Modification of the adenylate cyclase activity of bovine thyroid plasma membranes by manipulating the ganglioside composition with a nonspecific lipid transfer protein.

Gangliosides (GM1, GT1b, GD3) were incorporated in bovine thyroid plasma membranes using the nonspecific lipid transfer protein from beef liver. The transfer of GT1b or GD3 in the presence of 16 units of transfer protein was twice as high as that of GM1. However, taking into account the spontaneous exchange (approximately 8% for GT1b or GD3 and 1% for GM1) the transfer protein seemed to be more effective for GM1. Incorporation of these gangliosides in bovine thyroid plasma membranes caused a concentration dependent inhibition of the TSH-stimulated adenylate cyclase activity. The forskolin-stimulated adenylate cyclase activity was not significantly affected by ganglioside modification of the plasma membranes, indicating that the gangliosides do not act at the level of the catalyst of adenylate cyclase. Binding experiments on the other hand revealed that TSH binding to bovine thyroid plasma membranes was inhibited with the same order of efficacy (GT1b greater than GD3 greater than GM1) and to the same extent as their inhibitory effect on TSH stimulation. Therefore, this indicates that the ganglioside induced drop in TSH binding might be an important factor in the decrease in TSH-stimulated adenylate cyclase activity.
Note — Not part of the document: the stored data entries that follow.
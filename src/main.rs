use std::time::Duration;

use anyhow::bail;
use clap::Parser;

mod cli;
mod config;
mod daemon;
mod engine;
mod errors;
mod query;
mod records;
mod rpc;
mod settings;
mod tags;
#[cfg(test)]
mod tests;
mod vector;

use cli::Command;
use config::Config;
use rpc::{ClientError, RpcClient};
use settings::{DateFilter, SearchSettings, UserFilter};
use vector::Mode;

fn main() -> anyhow::Result<()> {
    let args = cli::Args::parse();

    let data_dir = config::resolve_data_dir(args.data_dir)?;
    let config = Config::load(&data_dir)?;

    let runtime = tokio::runtime::Builder::new_multi_thread()
        .enable_all()
        .build()?;

    match args.command {
        Command::Daemon {} => {
            init_daemon_logging(&config)?;
            runtime.block_on(daemon::runtime::run(config))
        }

        Command::Start {} => {
            init_cli_logging();
            let outcome = runtime.block_on(daemon::start(&config))?;
            let status = match outcome {
                daemon::LaunchOutcome::AlreadyRunning(status) => status,
                daemon::LaunchOutcome::Started(status) => status,
            };
            println!("{}", serde_json::to_string_pretty(&status)?);
            Ok(())
        }

        Command::Stop {} => {
            init_cli_logging();
            match runtime.block_on(client(&config).stop_server()) {
                Ok(result) => {
                    println!("{}", serde_json::to_string_pretty(&result)?);
                    Ok(())
                }
                Err(ClientError::NotRunning) => {
                    println!("daemon is not running");
                    Ok(())
                }
                Err(err) => Err(err.into()),
            }
        }

        Command::Status {} => {
            init_cli_logging();
            match runtime.block_on(client(&config).get_status()) {
                Ok(status) => {
                    println!("{}", serde_json::to_string_pretty(&status)?);
                    Ok(())
                }
                Err(ClientError::NotRunning) => {
                    println!("daemon is not running");
                    Ok(())
                }
                Err(ClientError::Timeout(t)) => {
                    println!("daemon did not answer within {t:?} (still initializing?)");
                    Ok(())
                }
                Err(err) => Err(err.into()),
            }
        }

        Command::Search {
            query,
            top_k,
            mode,
            weights,
            from,
            to,
            user,
            exclude_user,
            min_posts,
            max_posts,
        } => {
            init_cli_logging();
            let mode = parse_mode(&mode)?;
            let weights = weights.as_deref().map(parse_weights).transpose()?;

            let settings = SearchSettings {
                user_filter: UserFilter {
                    includes: (!user.is_empty()).then_some(user),
                    excludes: (!exclude_user.is_empty()).then_some(exclude_user),
                    min_posts,
                    max_posts,
                },
                date_filter: DateFilter { from, to },
                top_k,
            };

            let results = runtime.block_on(client(&config).search_similar(
                &query,
                &settings,
                mode,
                weights.as_deref(),
            ))?;
            println!("{}", serde_json::to_string_pretty(&results)?);
            Ok(())
        }

        Command::Vector { query, top_k, mode } => {
            init_cli_logging();
            let mode = parse_mode(&mode)?;
            let pairs =
                runtime.block_on(client(&config).vector_search(&query, mode, top_k))?;

            println!("{} results", pairs.len());
            for (rank, (post_id, score)) in pairs.iter().enumerate() {
                println!("{:3}. similarity={score:.5} post_id={post_id}", rank + 1);
            }
            Ok(())
        }

        Command::Text {
            terms,
            limit,
            source,
        } => {
            init_cli_logging();
            let results = runtime.block_on(client(&config).search_text(
                &terms,
                limit,
                source.as_deref(),
            ))?;
            println!("{}", serde_json::to_string_pretty(&results)?);
            Ok(())
        }

        Command::Stats {} => {
            init_cli_logging();
            let stats = runtime.block_on(client(&config).get_database_stats())?;
            println!("{}", serde_json::to_string_pretty(&stats)?);
            Ok(())
        }

        Command::Users { limit } => {
            init_cli_logging();
            let stats = runtime.block_on(client(&config).get_user_stats(limit))?;
            println!("{}", serde_json::to_string_pretty(&stats)?);
            Ok(())
        }
    }
}

fn client(config: &Config) -> RpcClient {
    RpcClient::new(
        config.addr(),
        Duration::from_secs(config.request_timeout_secs),
    )
}

fn parse_mode(raw: &str) -> anyhow::Result<Mode> {
    raw.parse().map_err(|err: String| anyhow::anyhow!(err))
}

fn parse_weights(raw: &str) -> anyhow::Result<Vec<f32>> {
    let weights: Result<Vec<f32>, _> = raw.split(',').map(|w| w.trim().parse()).collect();
    match weights {
        Ok(weights) => Ok(weights),
        Err(_) => bail!("weights must be comma-separated numbers, got '{raw}'"),
    }
}

/// The daemon runs detached with null stdio; logs go to a file in the
/// data directory.
fn init_daemon_logging(config: &Config) -> anyhow::Result<()> {
    let log_file = std::fs::File::create(config.data_dir().join("daemon.log"))?;
    tracing_subscriber::fmt()
        .with_env_filter(
            tracing_subscriber::EnvFilter::try_from_default_env()
                .unwrap_or_else(|_| tracing_subscriber::EnvFilter::new("info")),
        )
        .with_writer(std::sync::Arc::new(log_file))
        .with_ansi(false)
        .init();
    Ok(())
}

fn init_cli_logging() {
    tracing_subscriber::fmt()
        .with_env_filter(
            tracing_subscriber::EnvFilter::try_from_default_env()
                .unwrap_or_else(|_| tracing_subscriber::EnvFilter::new("warn")),
        )
        .with_writer(std::io::stderr)
        .init();
}
//! JSON-RPC 2.0 over a persistent line-delimited TCP connection.
//!
//! One JSON document per line, UTF-8. Responses whose payload would blow
//! the per-message budget are streamed: the server emits one response per
//! chunk, all sharing the request id, with `more: true` on every chunk
//! except the last. A response with no `more` field at all is a complete,
//! single-message result.
//!
//! - `message`: request/response/chunk types and the error-code table
//! - `server`: connection loop, generic over an injected handler
//! - `service`: the search handler (method name -> engine call table)
//! - `client`: request sender with chunk reassembly

pub mod client;
pub mod message;
pub mod server;
pub mod service;

pub use client::{ClientError, RpcClient};
pub use server::RpcServer;
pub use service::SearchService;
Incorporation of GT1b or GD3 (approximately 11 nmol) in bovine thyroid plasma membranes, however, also induced a substantial decrease in cholera toxin-stimulated adenylate cyclase activity (approximately 30%) and to a lesser degree a decrease in NaF-stimulated activity (approximately 17%), whereas GM1 incorporation did not significantly affect these stimulated activities. These latter inhibitory effects were paralleled by changes in fluorescence steady-state anisotropy: GT1b modification of the plasma membranes provoked a slight increase in TMA-DPH anisotropy, whereas the anisotropy of DPH was substantially enhanced after incorporation of GD3 or GT1b. These results suggest that gangliosides might also interfere with the coupling between the alpha-subunit of the stimulatory GTP-binding regulatory protein and the catalyst of the adenylate cyclase system by affecting the membrane fluidity.